Das Jahr 2015 neigt sich dem Ende zu. Zeit, inne zu halten und aus den Lehren des Jahres die Vorsätze für 2016 zu bauen. Ein Jahr, das für die Landwirtschaft in Hohenlohe prägend sein wird: Jahrhundert-Trockenheit – Tiefstpreise für Ferkel – Nicht-kostendeckende Erlöse in Ackerbau, Schweinemast und Milchviehhaltung. Je länger diese Situation 2016 anhalten wird, desto einschneidender sind die Veränderungen für die Region. Betriebe werden die Stall- und Hoftüren für immer schliessen, die finanzielle Situation zermürbt die Familien.

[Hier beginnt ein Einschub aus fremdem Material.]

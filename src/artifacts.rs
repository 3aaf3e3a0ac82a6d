//! Loading benchmark artifacts from disk.
//!
//! # Layout
//!
//! ```text
//! TestArtifacts/
//!   inputs/<operation>.json    canonical input payload per operation
//!   correct/<operation>.json   expected workload output (optional set)
//! lambda_benchmark_urls.json   [{architecture, language, operation, memory_size, api_url}]
//! function_urls.json           {"<function name>": "<url>"}
//! ```
//!
//! Every loader is strict about the operations it is asked for: a missing
//! or malformed file for a requested operation is a [`ConfigError`].

use std::collections::{BTreeMap, HashMap};
use std::fs;
use std::path::{Path, PathBuf};

use serde::Deserialize;
use tracing::debug;
use walkdir::WalkDir;

use crate::catalog::{Answers, Architecture, Inputs};
use crate::error::ConfigError;
use crate::payload::{Language, Operation, OperationPayload};

/// Map each known operation name to its `<operation>.json` file in `dir`.
///
/// Files whose stem is not an operation are skipped.
fn scan_operation_files(dir: &Path) -> Result<BTreeMap<Operation, PathBuf>, ConfigError> {
    let mut found = BTreeMap::new();
    for entry in WalkDir::new(dir).min_depth(1).max_depth(1).sort_by_file_name() {
        let entry = entry.map_err(|e| ConfigError::Read {
            path: dir.to_path_buf(),
            source: e.into(),
        })?;
        let path = entry.path();
        if !entry.file_type().is_file() || path.extension().and_then(|e| e.to_str()) != Some("json")
        {
            continue;
        }
        let Some(stem) = path.file_stem().and_then(|s| s.to_str()) else {
            continue;
        };
        match stem.parse::<Operation>() {
            Ok(op) => {
                found.insert(op, path.to_path_buf());
            }
            Err(_) => debug!(path = %path.display(), "skipping non-operation artifact"),
        }
    }
    Ok(found)
}

fn read(path: &Path) -> Result<String, ConfigError> {
    fs::read_to_string(path).map_err(|source| ConfigError::Read {
        path: path.to_path_buf(),
        source,
    })
}

/// Load and type-check the input payload for every operation in `operations`.
pub fn load_inputs(dir: &Path, operations: &[Operation]) -> Result<Inputs, ConfigError> {
    let files = scan_operation_files(dir)?;
    let mut inputs = Inputs::new();
    for &op in operations {
        let path = files.get(&op).ok_or(ConfigError::MissingInput(op))?;
        let raw = read(path)?;
        let payload =
            OperationPayload::parse(op, &raw).map_err(|source| ConfigError::MalformedPayload {
                operation: op,
                path: path.clone(),
                source,
            })?;
        inputs.insert(op, payload);
    }
    Ok(inputs)
}

/// Load the expected output for every operation in `operations`.
pub fn load_answers(dir: &Path, operations: &[Operation]) -> Result<Answers, ConfigError> {
    let files = scan_operation_files(dir)?;
    let mut answers = Answers::new();
    for &op in operations {
        let path = files.get(&op).ok_or(ConfigError::MissingAnswer(op))?;
        let raw = read(path)?;
        let value = serde_json::from_str(&raw).map_err(|source| ConfigError::Parse {
            path: path.clone(),
            source,
        })?;
        answers.insert(op, value);
    }
    Ok(answers)
}

/// One row of `lambda_benchmark_urls.json`.
#[derive(Clone, Debug, PartialEq, Eq, Deserialize)]
pub struct LambdaEndpoint {
    pub architecture: Architecture,
    pub language: Language,
    pub operation: Operation,
    pub memory_size: u32,
    pub api_url: String,
}

pub fn load_lambda_endpoints(path: &Path) -> Result<Vec<LambdaEndpoint>, ConfigError> {
    let raw = read(path)?;
    serde_json::from_str(&raw).map_err(|source| ConfigError::Parse {
        path: path.to_path_buf(),
        source,
    })
}

/// Function name -> URL, as written by the Azure deployment.
pub fn load_azure_urls(path: &Path) -> Result<HashMap<String, String>, ConfigError> {
    let raw = read(path)?;
    serde_json::from_str(&raw).map_err(|source| ConfigError::Parse {
        path: path.to_path_buf(),
        source,
    })
}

Wer trägt die Schuld daran? Politik, Bauernverband, Beratung oder auch wir Bauern selbst? Meiner persönlichen Einschätzung, aber auch meiner persönlichen Erfahrung auf meinem Betrieb nach tragen wir Bauern zu allererst selbst die Schuld. Auch wenn diese Erkenntnis weh tut! Wir glauben Politik und Beratung, dass die Zukunft im Export liegt und die globalen Märkte auf unsere (austauschbaren) Produkte wie Milch und Fleisch nur warten. Wir haben aufgrund dieser Einschätzung als Unternehmer Entscheidungen getroffen, in quantitatives Wachstum durch Stallneubau, Flächenzukauf oder -zupacht oder Investitionen in erneuerbare Energien zu setzen.
Uns allen hätte klar sein müssen, dass eine Exportorientierung auch ein Risiko in sich birgt. Das sehen wir seit dem Russlandembargo deutlich.

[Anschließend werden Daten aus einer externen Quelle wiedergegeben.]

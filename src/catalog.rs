//! Test case catalog: the cross-product of benchmark dimensions.
//!
//! [`Catalog::build`] validates the whole matrix up front (inputs, answers
//! and invocation descriptors) and fails before anything is invoked.
//! [`Catalog::iter`] then yields fully resolved [`TestCase`]s lazily, in
//! nested order: language, operation, start type, environment, architecture.
//! Iterating twice yields identical cases, ids included.

use std::collections::BTreeMap;
use std::fmt;
use std::str::FromStr;

use rand::Rng;
use rand::SeedableRng;
use rand_chacha::ChaCha8Rng;
use serde::{Deserialize, Serialize};

use crate::error::ConfigError;
use crate::payload::{Language, Operation, OperationPayload};
use crate::resolve::Resolver;

/// Operation -> canonical input payload.
pub type Inputs = BTreeMap<Operation, OperationPayload>;

/// Operation -> expected workload output.
pub type Answers = BTreeMap<Operation, serde_json::Value>;

#[derive(Clone, Copy, Debug, PartialEq, Eq, Hash, PartialOrd, Ord, Serialize, Deserialize)]
#[serde(rename_all = "lowercase")]
pub enum Architecture {
    X86,
    Arm,
}

impl Architecture {
    /// Architecture of the machine running the harness.
    pub fn host() -> Self {
        if std::env::consts::ARCH == "x86_64" {
            Architecture::X86
        } else {
            Architecture::Arm
        }
    }

    pub fn as_str(&self) -> &'static str {
        match self {
            Architecture::X86 => "x86",
            Architecture::Arm => "arm",
        }
    }
}

impl fmt::Display for Architecture {
    fn fmt(&self, f: &mut fmt::Formatter<'_>) -> fmt::Result {
        f.write_str(self.as_str())
    }
}

impl FromStr for Architecture {
    type Err = ConfigError;

    fn from_str(s: &str) -> Result<Self, Self::Err> {
        match s.to_ascii_lowercase().as_str() {
            "x86" | "x86_64" | "amd64" => Ok(Architecture::X86),
            "arm" | "arm64" | "aarch64" => Ok(Architecture::Arm),
            _ => Err(ConfigError::UnknownArchitecture(s.to_string())),
        }
    }
}

#[derive(Clone, Copy, Debug, PartialEq, Eq, Hash, Serialize, Deserialize)]
#[serde(rename_all = "lowercase")]
pub enum StartType {
    /// No warm-up before measuring.
    Cold,
    /// Measure after the configured number of untimed warm-up invocations.
    Warm,
}

impl StartType {
    pub fn as_str(&self) -> &'static str {
        match self {
            StartType::Cold => "cold",
            StartType::Warm => "warm",
        }
    }
}

impl fmt::Display for StartType {
    fn fmt(&self, f: &mut fmt::Formatter<'_>) -> fmt::Result {
        f.write_str(self.as_str())
    }
}

impl FromStr for StartType {
    type Err = ConfigError;

    fn from_str(s: &str) -> Result<Self, Self::Err> {
        match s.to_ascii_lowercase().as_str() {
            "cold" => Ok(StartType::Cold),
            "warm" => Ok(StartType::Warm),
            _ => Err(ConfigError::UnknownStartType(s.to_string())),
        }
    }
}

/// Deployment-specific dimension varied per run.
#[derive(Clone, Debug, PartialEq, Eq, Hash, Serialize, Deserialize)]
#[serde(rename_all = "snake_case")]
pub enum EnvDimension {
    /// EC2 instance type, e.g. `c7g.large`.
    InstanceType(String),
    /// Lambda memory size in MB.
    MemoryMb(u32),
    /// Targets without a varied dimension (Azure Functions).
    None,
}

impl EnvDimension {
    /// Value for report columns; `None` when not applicable.
    pub fn label(&self) -> Option<String> {
        match self {
            EnvDimension::InstanceType(t) => Some(t.clone()),
            EnvDimension::MemoryMb(mb) => Some(mb.to_string()),
            EnvDimension::None => None,
        }
    }
}

impl fmt::Display for EnvDimension {
    fn fmt(&self, f: &mut fmt::Formatter<'_>) -> fmt::Result {
        match self {
            EnvDimension::InstanceType(t) => f.write_str(t),
            EnvDimension::MemoryMb(mb) => write!(f, "{mb}"),
            EnvDimension::None => f.write_str("default"),
        }
    }
}

/// How a local workload receives its input payload.
#[derive(Clone, Copy, Debug, Default, PartialEq, Eq, Serialize, Deserialize)]
#[serde(rename_all = "lowercase")]
pub enum PayloadChannel {
    /// Appended as the final command-line argument.
    #[default]
    Argument,
    /// Written to the process's stdin, which is then closed.
    Stdin,
}

/// How to reach one workload.
#[derive(Clone, Debug, PartialEq, Eq, Serialize, Deserialize)]
#[serde(tag = "kind", rename_all = "lowercase")]
pub enum InvocationDescriptor {
    /// Spawn a local executable once per invocation.
    Process {
        program: String,
        args: Vec<String>,
        channel: PayloadChannel,
    },
    /// POST the payload to a deployed function.
    Http { url: String },
}

/// One fully resolved benchmark configuration. Never mutated after the
/// catalog yields it.
#[derive(Clone, Debug, PartialEq, Serialize)]
pub struct TestCase {
    pub id: String,
    pub language: Language,
    pub operation: Operation,
    pub architecture: Architecture,
    pub start_type: StartType,
    pub iterations: u64,
    pub environment: EnvDimension,
    pub invocation: InvocationDescriptor,
    pub input: OperationPayload,
    pub expected: Option<serde_json::Value>,
}

impl TestCase {
    /// `<environment>/<arch>/<language>/<operation>/<start>`, the grouping
    /// key used when results are shipped to a log stream.
    pub fn stream_name(&self) -> String {
        format!(
            "{}/{}/{}/{}/{}",
            self.environment, self.architecture, self.language, self.operation, self.start_type
        )
    }
}

/// The finite sets of each dimension.
#[derive(Clone, Debug)]
pub struct Dimensions {
    pub languages: Vec<Language>,
    pub operations: Vec<Operation>,
    pub start_types: Vec<StartType>,
    pub environments: Vec<EnvDimension>,
    pub architectures: Vec<Architecture>,
}

impl Dimensions {
    fn check(&self) -> Result<(), ConfigError> {
        if self.languages.is_empty() {
            return Err(ConfigError::EmptyDimension("languages"));
        }
        if self.operations.is_empty() {
            return Err(ConfigError::EmptyDimension("operations"));
        }
        if self.start_types.is_empty() {
            return Err(ConfigError::EmptyDimension("start types"));
        }
        if self.environments.is_empty() {
            return Err(ConfigError::EmptyDimension("environments"));
        }
        if self.architectures.is_empty() {
            return Err(ConfigError::EmptyDimension("architectures"));
        }
        Ok(())
    }

    fn len(&self) -> usize {
        self.languages.len()
            * self.operations.len()
            * self.start_types.len()
            * self.environments.len()
            * self.architectures.len()
    }
}

/// A validated benchmark matrix.
#[derive(Clone, Debug)]
pub struct Catalog {
    dims: Dimensions,
    iterations: u64,
    seed: u64,
    inputs: Inputs,
    answers: Option<Answers>,
    // Keyed by (language, operation, environment index, architecture).
    descriptors: BTreeMap<(Language, Operation, usize, Architecture), InvocationDescriptor>,
}

impl Catalog {
    /// Validate every dimension combination and resolve its descriptor.
    ///
    /// Fails on the first operation without an input (or without an answer,
    /// when answers are supplied) and on the first combination the resolver
    /// cannot map. Nothing is invoked.
    pub fn build(
        dims: Dimensions,
        iterations: u64,
        seed: u64,
        inputs: &Inputs,
        answers: Option<&Answers>,
        resolver: &dyn Resolver,
    ) -> Result<Self, ConfigError> {
        dims.check()?;

        let mut own_inputs = Inputs::new();
        let mut own_answers = answers.map(|_| Answers::new());
        for &op in &dims.operations {
            let input = inputs.get(&op).ok_or(ConfigError::MissingInput(op))?;
            own_inputs.insert(op, input.clone());

            if let (Some(answers), Some(own)) = (answers, own_answers.as_mut()) {
                let answer = answers.get(&op).ok_or(ConfigError::MissingAnswer(op))?;
                own.insert(op, answer.clone());
            }
        }

        let mut descriptors = BTreeMap::new();
        for &language in &dims.languages {
            for &operation in &dims.operations {
                for (env_idx, env) in dims.environments.iter().enumerate() {
                    for &arch in &dims.architectures {
                        let descriptor = resolver.resolve(language, operation, arch, env)?;
                        descriptors.insert((language, operation, env_idx, arch), descriptor);
                    }
                }
            }
        }

        Ok(Self {
            dims,
            iterations,
            seed,
            inputs: own_inputs,
            answers: own_answers,
            descriptors,
        })
    }

    pub fn len(&self) -> usize {
        self.dims.len()
    }

    pub fn is_empty(&self) -> bool {
        self.len() == 0
    }

    /// Lazily yield every test case in nested enumeration order.
    pub fn iter(&self) -> CatalogIter<'_> {
        CatalogIter {
            catalog: self,
            next: 0,
            len: self.len(),
        }
    }

    fn case_at(&self, index: usize) -> Option<TestCase> {
        let d = &self.dims;
        let mut rest = index;
        let arch = d.architectures[rest % d.architectures.len()];
        rest /= d.architectures.len();
        let env_idx = rest % d.environments.len();
        rest /= d.environments.len();
        let start_type = d.start_types[rest % d.start_types.len()];
        rest /= d.start_types.len();
        let operation = d.operations[rest % d.operations.len()];
        rest /= d.operations.len();
        let language = *d.languages.get(rest)?;

        let invocation = self
            .descriptors
            .get(&(language, operation, env_idx, arch))?
            .clone();

        Some(TestCase {
            id: case_id(self.seed, index),
            language,
            operation,
            architecture: arch,
            start_type,
            iterations: self.iterations,
            environment: d.environments[env_idx].clone(),
            invocation,
            input: self.inputs.get(&operation)?.clone(),
            expected: self
                .answers
                .as_ref()
                .and_then(|answers| answers.get(&operation).cloned()),
        })
    }
}

impl<'a> IntoIterator for &'a Catalog {
    type Item = TestCase;
    type IntoIter = CatalogIter<'a>;

    fn into_iter(self) -> Self::IntoIter {
        self.iter()
    }
}

pub struct CatalogIter<'a> {
    catalog: &'a Catalog,
    next: usize,
    len: usize,
}

impl Iterator for CatalogIter<'_> {
    type Item = TestCase;

    fn next(&mut self) -> Option<TestCase> {
        if self.next >= self.len {
            return None;
        }
        let case = self.catalog.case_at(self.next);
        self.next += 1;
        case
    }

    fn size_hint(&self) -> (usize, Option<usize>) {
        let remaining = self.len.saturating_sub(self.next);
        (remaining, Some(remaining))
    }
}

impl ExactSizeIterator for CatalogIter<'_> {}

fn per_case_seed(master_seed: u64, index: usize) -> u64 {
    master_seed
        .wrapping_add(index as u64)
        .wrapping_mul(0x517cc1b727220a95)
}

/// UUIDv4-shaped id, derived from the seed so catalogs are reproducible.
fn case_id(seed: u64, index: usize) -> String {
    let mut rng = ChaCha8Rng::seed_from_u64(per_case_seed(seed, index));
    let mut bits: u128 = rng.gen();
    bits = (bits & !(0xf << 76)) | (0x4 << 76);
    bits = (bits & !(0x3 << 62)) | (0x2 << 62);
    let hex = format!("{bits:032x}");
    format!(
        "{}-{}-{}-{}-{}",
        &hex[0..8],
        &hex[8..12],
        &hex[12..16],
        &hex[16..20],
        &hex[20..32]
    )
}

Gerade wir in Hohenlohe mit geringer Flächenausstattung des Einzelbetriebes haben seit jeher auf die tierische Veredlung gesetzt. Doch haben wir (ich nehme mich da nicht aus!) den gesellschaftlichen und den strukturellen Wandel zulange ignoriert und stehen nun vor existentiellen Problemen: Gesunde Betriebe mit Hofnachfolger sehen keine Perspektive mehr, junge Betriebsleiter werfen das Handtuch, weil das Einkommen nicht einmal mehr für Zins und Tilgung reicht.
Sollen wir das so weiterlaufen lassen und schauen wir als Landwirte, als Verbraucher, als Region der Weltmarktführer dem Ganzen einfach zu? Ich will das nicht, auch wenn ich für meine Familie und mich und unseren Betrieb die Zukunft positiv sehe. Es könnte mir egal sein und ich könnte (wie sicher mancher Berufs“kollege“) auf Pachtflächen spekulieren. Das Problem ist aber tiefgreifender, weil es die Situation für die übrig bleibenden Betriebe eben auch verschlechtert! Vermarktungs- und Einkaufsstrukturen werden mit jedem aufhörenden Betrieb schlechter, auch die Akzeptanz der Bevölkerung gegenüber dem letzten Betrieb im Dorf sinkt, wenn man das nicht aktiv bearbeitet.
Darum will ich die Situation nicht weiter so laufen lassen. Ich will etwas tun. Und ich merke, dass ich mit meinen Ideen zwischen 2 Polen sitze: Produktion für den Weltmarkt zu kostengünstigen Preisen auf der einen Seite und Bio-Produktion auf der anderen Seite. Ich will den Weg dazwischen. Ich könnte frustriert aufgeben. Aber ich will, dass die Region landwirtschaftlich stark und vielfältig bleibt. Eine lokale Erzeugerorganisation macht es uns vor. Auch wenn deren Chef polarisiert, sollten wir uns an einen Tisch setzen! Wir haben den Markt vor der Haustüre, die regionale Produktion der meisten Produkte ist geringer als die Nachfrage. Unser Ziel kann schon allein aufgrund der regionalen Strukturen nicht der Weltmarkt sein, weil Gesetzgebung, Besiedlung und nicht zuletzt auch unsere bäuerliche Mentalität diese Betriebsgrößen bis auf wenige Ausnahmen gar nicht erlaubt bzw. will.
Lasst uns als stolze Bauern aktiv werden. Wer den Kopf in den Sand steckt, hat schon verloren! Wir brauchen ein breites Bündnis der Solidarität. Das muss aus unserer Bauernschaft heraus kommen, denn das nimmt uns niemand ab.
Das ist mein Ziel für 2016: das Überleben der Landwirte in Hohenlohe aktiv anzugehen.